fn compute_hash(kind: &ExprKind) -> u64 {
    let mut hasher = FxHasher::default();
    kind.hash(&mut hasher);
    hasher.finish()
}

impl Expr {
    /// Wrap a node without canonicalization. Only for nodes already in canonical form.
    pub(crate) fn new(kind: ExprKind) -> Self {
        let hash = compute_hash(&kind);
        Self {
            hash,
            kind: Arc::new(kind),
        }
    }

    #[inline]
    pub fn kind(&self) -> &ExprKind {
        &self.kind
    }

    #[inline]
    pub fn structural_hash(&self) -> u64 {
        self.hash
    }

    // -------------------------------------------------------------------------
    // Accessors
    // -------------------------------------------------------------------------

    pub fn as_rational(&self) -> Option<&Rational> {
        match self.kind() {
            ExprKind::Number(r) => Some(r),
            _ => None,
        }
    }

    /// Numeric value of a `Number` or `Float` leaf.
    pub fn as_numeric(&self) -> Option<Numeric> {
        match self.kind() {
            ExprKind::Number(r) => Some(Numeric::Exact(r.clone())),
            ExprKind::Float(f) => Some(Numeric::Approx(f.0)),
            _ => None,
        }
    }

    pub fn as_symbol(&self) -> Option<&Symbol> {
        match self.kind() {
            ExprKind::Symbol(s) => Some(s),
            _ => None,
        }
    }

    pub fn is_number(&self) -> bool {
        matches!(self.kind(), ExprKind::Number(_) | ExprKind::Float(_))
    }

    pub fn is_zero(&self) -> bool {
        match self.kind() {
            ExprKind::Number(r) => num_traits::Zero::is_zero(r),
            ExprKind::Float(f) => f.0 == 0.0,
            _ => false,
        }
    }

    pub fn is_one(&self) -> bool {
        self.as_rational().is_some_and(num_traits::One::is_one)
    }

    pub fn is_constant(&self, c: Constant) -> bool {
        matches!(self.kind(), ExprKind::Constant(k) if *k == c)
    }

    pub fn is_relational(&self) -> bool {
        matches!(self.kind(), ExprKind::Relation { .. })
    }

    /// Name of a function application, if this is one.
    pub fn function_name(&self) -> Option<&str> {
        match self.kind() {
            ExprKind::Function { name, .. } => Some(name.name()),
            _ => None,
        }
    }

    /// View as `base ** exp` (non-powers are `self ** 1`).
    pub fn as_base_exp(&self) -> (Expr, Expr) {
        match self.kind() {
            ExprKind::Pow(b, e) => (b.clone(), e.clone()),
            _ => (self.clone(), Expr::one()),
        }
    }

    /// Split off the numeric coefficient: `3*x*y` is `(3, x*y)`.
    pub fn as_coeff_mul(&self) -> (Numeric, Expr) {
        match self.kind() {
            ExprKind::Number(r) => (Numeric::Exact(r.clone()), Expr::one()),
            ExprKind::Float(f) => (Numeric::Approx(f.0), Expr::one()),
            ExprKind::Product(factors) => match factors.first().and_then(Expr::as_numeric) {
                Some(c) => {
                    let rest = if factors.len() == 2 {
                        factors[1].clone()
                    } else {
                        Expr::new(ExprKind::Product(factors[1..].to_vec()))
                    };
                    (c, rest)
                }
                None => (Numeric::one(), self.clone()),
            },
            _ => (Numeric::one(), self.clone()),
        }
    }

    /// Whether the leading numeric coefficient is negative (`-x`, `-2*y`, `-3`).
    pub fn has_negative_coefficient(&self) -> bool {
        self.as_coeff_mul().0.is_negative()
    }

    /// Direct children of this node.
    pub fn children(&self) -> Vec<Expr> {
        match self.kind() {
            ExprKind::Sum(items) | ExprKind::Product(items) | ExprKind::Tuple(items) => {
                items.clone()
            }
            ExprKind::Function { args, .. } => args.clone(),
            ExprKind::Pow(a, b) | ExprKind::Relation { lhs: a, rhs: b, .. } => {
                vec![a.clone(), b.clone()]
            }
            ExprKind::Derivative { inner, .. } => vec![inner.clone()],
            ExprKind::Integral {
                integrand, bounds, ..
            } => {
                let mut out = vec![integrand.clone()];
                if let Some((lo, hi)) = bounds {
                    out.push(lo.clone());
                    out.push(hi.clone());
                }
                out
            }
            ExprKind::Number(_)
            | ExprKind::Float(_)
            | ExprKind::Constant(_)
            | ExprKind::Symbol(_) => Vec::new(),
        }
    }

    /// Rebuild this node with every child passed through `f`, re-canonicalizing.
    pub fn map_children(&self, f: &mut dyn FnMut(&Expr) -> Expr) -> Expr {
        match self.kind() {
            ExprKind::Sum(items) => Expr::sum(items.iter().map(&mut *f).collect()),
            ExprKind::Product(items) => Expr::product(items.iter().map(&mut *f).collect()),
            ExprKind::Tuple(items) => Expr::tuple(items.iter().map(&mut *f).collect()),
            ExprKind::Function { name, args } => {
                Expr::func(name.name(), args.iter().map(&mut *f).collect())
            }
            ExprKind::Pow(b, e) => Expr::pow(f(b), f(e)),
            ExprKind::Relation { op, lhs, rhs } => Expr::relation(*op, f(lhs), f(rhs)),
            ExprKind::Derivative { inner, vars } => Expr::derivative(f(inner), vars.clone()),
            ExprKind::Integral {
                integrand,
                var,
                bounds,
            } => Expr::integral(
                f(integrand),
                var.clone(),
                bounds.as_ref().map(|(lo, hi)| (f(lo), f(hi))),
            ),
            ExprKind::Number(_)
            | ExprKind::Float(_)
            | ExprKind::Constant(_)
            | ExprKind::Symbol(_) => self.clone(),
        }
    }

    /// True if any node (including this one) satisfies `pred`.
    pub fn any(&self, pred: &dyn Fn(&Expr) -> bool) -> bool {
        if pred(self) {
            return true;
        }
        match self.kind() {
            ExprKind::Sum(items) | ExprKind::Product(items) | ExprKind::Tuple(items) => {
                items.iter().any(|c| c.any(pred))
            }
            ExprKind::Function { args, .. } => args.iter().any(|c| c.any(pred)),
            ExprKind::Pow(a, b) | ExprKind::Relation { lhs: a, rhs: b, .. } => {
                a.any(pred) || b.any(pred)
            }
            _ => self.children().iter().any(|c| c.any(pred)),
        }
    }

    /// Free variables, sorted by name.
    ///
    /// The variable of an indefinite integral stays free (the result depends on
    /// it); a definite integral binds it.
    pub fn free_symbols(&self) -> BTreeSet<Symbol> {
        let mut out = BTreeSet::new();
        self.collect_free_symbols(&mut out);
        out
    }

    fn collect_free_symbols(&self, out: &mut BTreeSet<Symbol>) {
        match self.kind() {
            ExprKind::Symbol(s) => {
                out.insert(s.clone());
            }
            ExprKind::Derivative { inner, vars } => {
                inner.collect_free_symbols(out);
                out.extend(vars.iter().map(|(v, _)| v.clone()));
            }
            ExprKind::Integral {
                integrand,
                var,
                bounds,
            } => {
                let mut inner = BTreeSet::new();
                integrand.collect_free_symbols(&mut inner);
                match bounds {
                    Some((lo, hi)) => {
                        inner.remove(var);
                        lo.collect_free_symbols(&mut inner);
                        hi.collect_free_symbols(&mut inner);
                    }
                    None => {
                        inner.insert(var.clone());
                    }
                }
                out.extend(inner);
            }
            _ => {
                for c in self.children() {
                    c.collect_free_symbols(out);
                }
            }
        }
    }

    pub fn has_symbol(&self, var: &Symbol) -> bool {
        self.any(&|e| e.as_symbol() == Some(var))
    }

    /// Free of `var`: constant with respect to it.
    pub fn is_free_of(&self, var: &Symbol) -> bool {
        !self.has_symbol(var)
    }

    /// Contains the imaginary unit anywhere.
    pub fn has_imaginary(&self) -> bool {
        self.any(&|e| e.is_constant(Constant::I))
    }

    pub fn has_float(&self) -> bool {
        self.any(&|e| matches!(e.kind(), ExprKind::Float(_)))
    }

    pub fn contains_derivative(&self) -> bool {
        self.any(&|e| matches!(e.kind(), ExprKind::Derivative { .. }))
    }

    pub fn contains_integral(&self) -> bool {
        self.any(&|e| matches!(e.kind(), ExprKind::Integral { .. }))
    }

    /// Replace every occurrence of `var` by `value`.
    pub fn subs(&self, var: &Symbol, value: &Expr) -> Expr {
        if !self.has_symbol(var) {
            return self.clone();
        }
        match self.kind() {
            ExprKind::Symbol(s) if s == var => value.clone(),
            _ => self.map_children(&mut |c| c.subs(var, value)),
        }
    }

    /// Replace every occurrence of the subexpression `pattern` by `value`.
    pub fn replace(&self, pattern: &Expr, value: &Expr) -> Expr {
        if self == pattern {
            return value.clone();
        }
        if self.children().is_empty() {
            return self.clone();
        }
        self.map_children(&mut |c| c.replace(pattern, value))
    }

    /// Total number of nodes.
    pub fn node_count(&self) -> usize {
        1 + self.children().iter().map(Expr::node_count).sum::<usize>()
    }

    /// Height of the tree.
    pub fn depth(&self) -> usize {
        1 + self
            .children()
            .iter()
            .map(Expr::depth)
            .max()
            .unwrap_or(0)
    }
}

## PROBLEM STATEMENT
State how many lines in the records contain the string "nodes". Give the number with no words around it.

## SOLUTION
2